**Work instructions**: Beneath this task are records; print exactly the stretch of them from the line with "use dotenv::dotenv;" through the line with "use serde_json::Value;", both ends included.
*** Provided material
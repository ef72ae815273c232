//! PostgreSQL-backed [`ScheduleStore`].

use async_trait::async_trait;
use chrono::NaiveDate;
use eyre::{bail, eyre, Result, WrapErr};

use shiftdesk_core::lifecycle::{PlannedChange, PublishPlan};
use shiftdesk_core::models::batch::{BatchSummary, DateSpan, NewBatch, ScheduleBatch};
use shiftdesk_core::models::entry::ScheduleEntry;
use shiftdesk_core::models::user::UserContact;
use shiftdesk_core::store::ScheduleStore;
use shiftdesk_core::time_range::TimeRange;

use crate::repositories::{batch, entry, user};
use crate::DbPool;

#[derive(Clone)]
pub struct PgScheduleStore {
    pool: DbPool,
}

impl PgScheduleStore {
    pub fn new(pool: DbPool) -> Self {
        Self { pool }
    }

    pub fn pool(&self) -> &DbPool {
        &self.pool
    }
}

#[async_trait]
impl ScheduleStore for PgScheduleStore {
    async fn insert_batch(&self, new_batch: &NewBatch) -> Result<ScheduleBatch> {
        let mut tx = self.pool.begin().await?;

        let row = batch::create_batch(&mut *tx, &new_batch.span).await?;
        let mut rows = Vec::with_capacity(new_batch.entries.len());
        for e in &new_batch.entries {
            rows.push(entry::create_entry(&mut *tx, row.id, e.user_id, e.range(), e.total_hours()).await?);
        }

        tx.commit().await.wrap_err("Failed to commit new batch")?;
        row.into_batch(rows)
    }

    async fn list_batches(&self) -> Result<Vec<BatchSummary>> {
        batch::list_batches(&self.pool)
            .await?
            .into_iter()
            .map(BatchSummary::try_from)
            .collect()
    }

    async fn find_batch(&self, batch_id: i64) -> Result<Option<ScheduleBatch>> {
        let Some(row) = batch::get_batch_by_id(&self.pool, batch_id).await? else {
            return Ok(None);
        };
        let entries = entry::get_entries_by_batch_id(&self.pool, batch_id).await?;
        row.into_batch(entries).map(Some)
    }

    async fn find_entry(&self, entry_id: i64) -> Result<Option<ScheduleEntry>> {
        entry::get_entry_by_id(&self.pool, entry_id)
            .await?
            .map(|row| row.into_entry())
            .transpose()
    }

    async fn entries_for_user_on(&self, user_id: i64, date: NaiveDate) -> Result<Vec<ScheduleEntry>> {
        entry::get_entries_for_user_on(&self.pool, user_id, date)
            .await?
            .into_iter()
            .map(|row| row.into_entry())
            .collect()
    }

    async fn insert_entry(&self, batch_id: i64, new_entry: &ScheduleEntry, span: DateSpan) -> Result<ScheduleEntry> {
        let mut tx = self.pool.begin().await?;

        batch::lock_batch(&mut *tx, batch_id)
            .await?
            .ok_or_else(|| eyre!("Batch {} disappeared before the entry was added", batch_id))?;
        let row = entry::create_entry(
            &mut *tx,
            batch_id,
            new_entry.user_id,
            new_entry.range(),
            new_entry.total_hours(),
        )
        .await?;
        batch::update_span(&mut *tx, batch_id, &span).await?;

        tx.commit().await.wrap_err("Failed to commit new entry")?;
        row.into_entry()
    }

    async fn update_entry_range(&self, entry_id: i64, range: &TimeRange, total_hours: f64) -> Result<ScheduleEntry> {
        let mut tx = self.pool.begin().await?;

        let row = entry::update_entry_range(&mut *tx, entry_id, range, total_hours)
            .await?
            .ok_or_else(|| eyre!("Entry {} disappeared before it was updated", entry_id))?;
        batch::touch_batch(&mut *tx, row.batch_id).await?;

        tx.commit().await.wrap_err("Failed to commit entry update")?;
        row.into_entry()
    }

    async fn delete_entry(&self, batch_id: i64, entry_id: i64, span: Option<DateSpan>) -> Result<()> {
        let mut tx = self.pool.begin().await?;

        if !entry::delete_entry(&mut *tx, batch_id, entry_id).await? {
            bail!("Entry {} disappeared from batch {} before it was deleted", entry_id, batch_id);
        }
        match span {
            Some(span) => batch::update_span(&mut *tx, batch_id, &span).await?,
            None => batch::touch_batch(&mut *tx, batch_id).await?,
        }

        tx.commit().await.wrap_err("Failed to commit entry removal")?;
        Ok(())
    }

    async fn publish_batch(&self, plan: &PublishPlan) -> Result<ScheduleBatch> {
        let mut tx = self.pool.begin().await?;

        batch::lock_batch(&mut *tx, plan.batch_id)
            .await?
            .ok_or_else(|| eyre!("Batch {} disappeared before it was published", plan.batch_id))?;

        for change in &plan.changes {
            match change {
                PlannedChange::Update { id, range } => {
                    entry::update_entry_range(&mut *tx, *id, range, range.duration_hours())
                        .await?
                        .ok_or_else(|| eyre!("Entry {} disappeared before it was updated", id))?;
                }
                PlannedChange::Create { user_id, range } => {
                    entry::create_entry(&mut *tx, plan.batch_id, *user_id, range, range.duration_hours()).await?;
                }
            }
        }
        batch::update_span(&mut *tx, plan.batch_id, &plan.span).await?;
        if !batch::mark_published(&mut *tx, plan.batch_id).await? {
            bail!("Batch {} was published concurrently", plan.batch_id);
        }

        tx.commit().await.wrap_err("Failed to commit publish")?;

        self.find_batch(plan.batch_id)
            .await?
            .ok_or_else(|| eyre!("Batch {} missing after publish", plan.batch_id))
    }

    async fn delete_batch(&self, batch_id: i64) -> Result<bool> {
        batch::delete_batch(&self.pool, batch_id).await
    }

    async fn find_contacts(&self, user_ids: &[i64]) -> Result<Vec<UserContact>> {
        if user_ids.is_empty() {
            return Ok(Vec::new());
        }
        let users = user::get_contacts(&self.pool, user_ids).await?;
        Ok(users.into_iter().map(UserContact::from).collect())
    }
}

#[cfg(test)]
mod tests {
    use super::*;
    use crate::mock::create_test_pool;
    use pretty_assertions::assert_eq;
    use shiftdesk_core::lifecycle::EntryChange;
    use shiftdesk_core::models::batch::BatchStatus;
    use shiftdesk_core::models::requests::EntryInput;

    async fn store_with_user() -> (PgScheduleStore, i64) {
        let pool = create_test_pool().await;
        let user = user::create_user(&pool, Some("pg@example.com"), Some("Pat"), None)
            .await
            .unwrap();
        (PgScheduleStore::new(pool), user.id)
    }

    #[tokio::test]
    #[ignore = "requires a PostgreSQL database at TEST_DATABASE_URL"]
    async fn test_insert_and_find_batch() {
        let (store, user_id) = store_with_user().await;
        let plan = NewBatch::plan(&[
            EntryInput::new("2031-03-04", "10:00", "14:00", user_id),
            EntryInput::new("2031-03-02", "09:00", "17:00", user_id),
        ])
        .unwrap();

        let created = store.insert_batch(&plan).await.unwrap();
        let found = store.find_batch(created.id).await.unwrap().unwrap();

        assert_eq!(found, created);
        assert_eq!(found.status, BatchStatus::Drafted);
        assert_eq!(found.span.total_days, 3);
        assert!(found.entries.iter().all(|e| e.is_persisted()));
        assert_eq!(found.entries[0].range().date(), plan.span.start_date);

        assert!(store.delete_batch(created.id).await.unwrap());
        assert!(store.find_batch(created.id).await.unwrap().is_none());
        assert!(store.find_entry(created.entries[0].id).await.unwrap().is_none());
    }

    #[tokio::test]
    #[ignore = "requires a PostgreSQL database at TEST_DATABASE_URL"]
    async fn test_publish_applies_changes() {
        let (store, user_id) = store_with_user().await;
        let plan = NewBatch::plan(&[EntryInput::new("2031-04-01", "10:00", "14:00", user_id)]).unwrap();
        let created = store.insert_batch(&plan).await.unwrap();

        let publish = PublishPlan::prepare(
            &created,
            vec![EntryChange::Create {
                user_id,
                range: TimeRange::parse("2031-04-03", "08:00", "09:30").unwrap(),
            }],
        )
        .unwrap();
        let published = store.publish_batch(&publish).await.unwrap();

        assert_eq!(published.status, BatchStatus::Published);
        assert_eq!(published.entries.len(), 2);
        assert_eq!(published.span.total_days, 3);
        assert!(store.publish_batch(&publish).await.is_err());

        let contacts = store.find_contacts(&[user_id]).await.unwrap();
        assert_eq!(contacts[0].email.as_deref(), Some("pg@example.com"));

        store.delete_batch(created.id).await.unwrap();
    }
}
use color_eyre::eyre::{Result, WrapErr};
use dotenv::dotenv;
use shiftdesk_db::schema::initialize_database;
use tracing::info;

#[tokio::main]
async fn main() -> Result<()> {
    // Initialize error handling
    color_eyre::install()?;
    tracing_subscriber::fmt().init();

    // Load environment variables
    dotenv().ok();

    let database_url = std::env::var("DATABASE_URL").wrap_err("DATABASE_URL must be set")?;

    info!("Connecting to database...");
    let db_pool = shiftdesk_db::create_pool(&database_url, 1).await?;

    initialize_database(&db_pool).await?;
    Ok(())
}
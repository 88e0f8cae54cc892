//! JSON frame layout for the game-server socket.
//!
//! Requests carry a client-assigned id; the server answers with a `response`
//! frame echoing that id and either a `result` payload or an `error` string.
//! Everything else the server sends is a named `event` frame.

use serde::{Deserialize, Serialize};
use serde_json::Value;

/// Request bodies the client can send.
#[derive(Debug, Clone, PartialEq, Serialize)]
#[serde(tag = "method", rename_all = "camelCase")]
pub enum RequestBody {
    GetBankrollHistory,
    Divest { amount: u64 },
}

/// Outgoing frame: request body plus correlation id.
#[derive(Debug, Clone, Serialize)]
pub struct ClientFrame {
    pub id: u64,
    #[serde(flatten)]
    pub body: RequestBody,
}

/// Incoming frames.
#[derive(Debug, Clone, Deserialize)]
#[serde(tag = "type", rename_all = "camelCase")]
pub enum ServerFrame {
    Response {
        id: u64,
        #[serde(default)]
        result: Value,
        #[serde(default)]
        error: Option<String>,
    },
    Event {
        #[serde(flatten)]
        event: EventFrame,
    },
}

/// Server-pushed events, tagged by name. Payload fields feed the state
/// mirror; the event itself is fanned out to subscribers.
#[derive(Debug, Clone, PartialEq, Deserialize)]
#[serde(tag = "name", rename_all = "camelCase")]
pub enum EventFrame {
    BankrollChanged { bankroll: u64 },
    GameEnded,
    BankrollStatsChanged { stake: f64 },
    UnameChanged { uname: String },
}

#[cfg(test)]
mod tests {
    use super::*;

    #[test]
    fn test_serialize_divest_request() {
        let frame = ClientFrame {
            id: 7,
            body: RequestBody::Divest { amount: 12_000 },
        };
        let json = serde_json::to_value(&frame).unwrap();
        assert_eq!(json["id"], 7);
        assert_eq!(json["method"], "divest");
        assert_eq!(json["amount"], 12_000);
    }

    #[test]
    fn test_serialize_history_request_has_no_amount() {
        let frame = ClientFrame {
            id: 1,
            body: RequestBody::GetBankrollHistory,
        };
        let json = serde_json::to_value(&frame).unwrap();
        assert_eq!(json["method"], "getBankrollHistory");
        assert!(json.get("amount").is_none());
    }

    #[test]
    fn test_parse_success_response() {
        let raw = r#"{"type":"response","id":3,"result":[]}"#;
        let frame: ServerFrame = serde_json::from_str(raw).unwrap();
        match frame {
            ServerFrame::Response { id, result, error } => {
                assert_eq!(id, 3);
                assert!(result.is_array());
                assert!(error.is_none());
            }
            _ => panic!("expected response frame"),
        }
    }

    #[test]
    fn test_parse_error_response() {
        let raw = r#"{"type":"response","id":9,"error":"NOT_IN_BETWEEN_GAMES"}"#;
        let frame: ServerFrame = serde_json::from_str(raw).unwrap();
        match frame {
            ServerFrame::Response { id, error, .. } => {
                assert_eq!(id, 9);
                assert_eq!(error.as_deref(), Some("NOT_IN_BETWEEN_GAMES"));
            }
            _ => panic!("expected response frame"),
        }
    }

    #[test]
    fn test_parse_game_ended_event() {
        let raw = r#"{"type":"event","name":"gameEnded"}"#;
        let frame: ServerFrame = serde_json::from_str(raw).unwrap();
        match frame {
            ServerFrame::Event { event } => assert_eq!(event, EventFrame::GameEnded),
            _ => panic!("expected event frame"),
        }
    }

    #[test]
    fn test_parse_bankroll_changed_event_payload() {
        let raw = r#"{"type":"event","name":"bankrollChanged","bankroll":250000}"#;
        let frame: ServerFrame = serde_json::from_str(raw).unwrap();
        match frame {
            ServerFrame::Event { event } => {
                assert_eq!(event, EventFrame::BankrollChanged { bankroll: 250_000 });
            }
            _ => panic!("expected event frame"),
        }
    }
}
******
**Expected answer**:
use dotenv::dotenv;
use shiftdesk_db::schema::initialize_database;
use tracing::info;

#[tokio::main]
async fn main() -> Result<()> {
    // Initialize error handling
    color_eyre::install()?;
    tracing_subscriber::fmt().init();

    // Load environment variables
    dotenv().ok();

    let database_url = std::env::var("DATABASE_URL").wrap_err("DATABASE_URL must be set")?;

    info!("Connecting to database...");
    let db_pool = shiftdesk_db::create_pool(&database_url, 1).await?;

    initialize_database(&db_pool).await?;
    Ok(())
}
repository 88e0f8cae54cc892
//! JSON frame layout for the game-server socket.
//!
//! Requests carry a client-assigned id; the server answers with a `response`
//! frame echoing that id and either a `result` payload or an `error` string.
//! Everything else the server sends is a named `event` frame.

use serde::{Deserialize, Serialize};
use serde_json::Value;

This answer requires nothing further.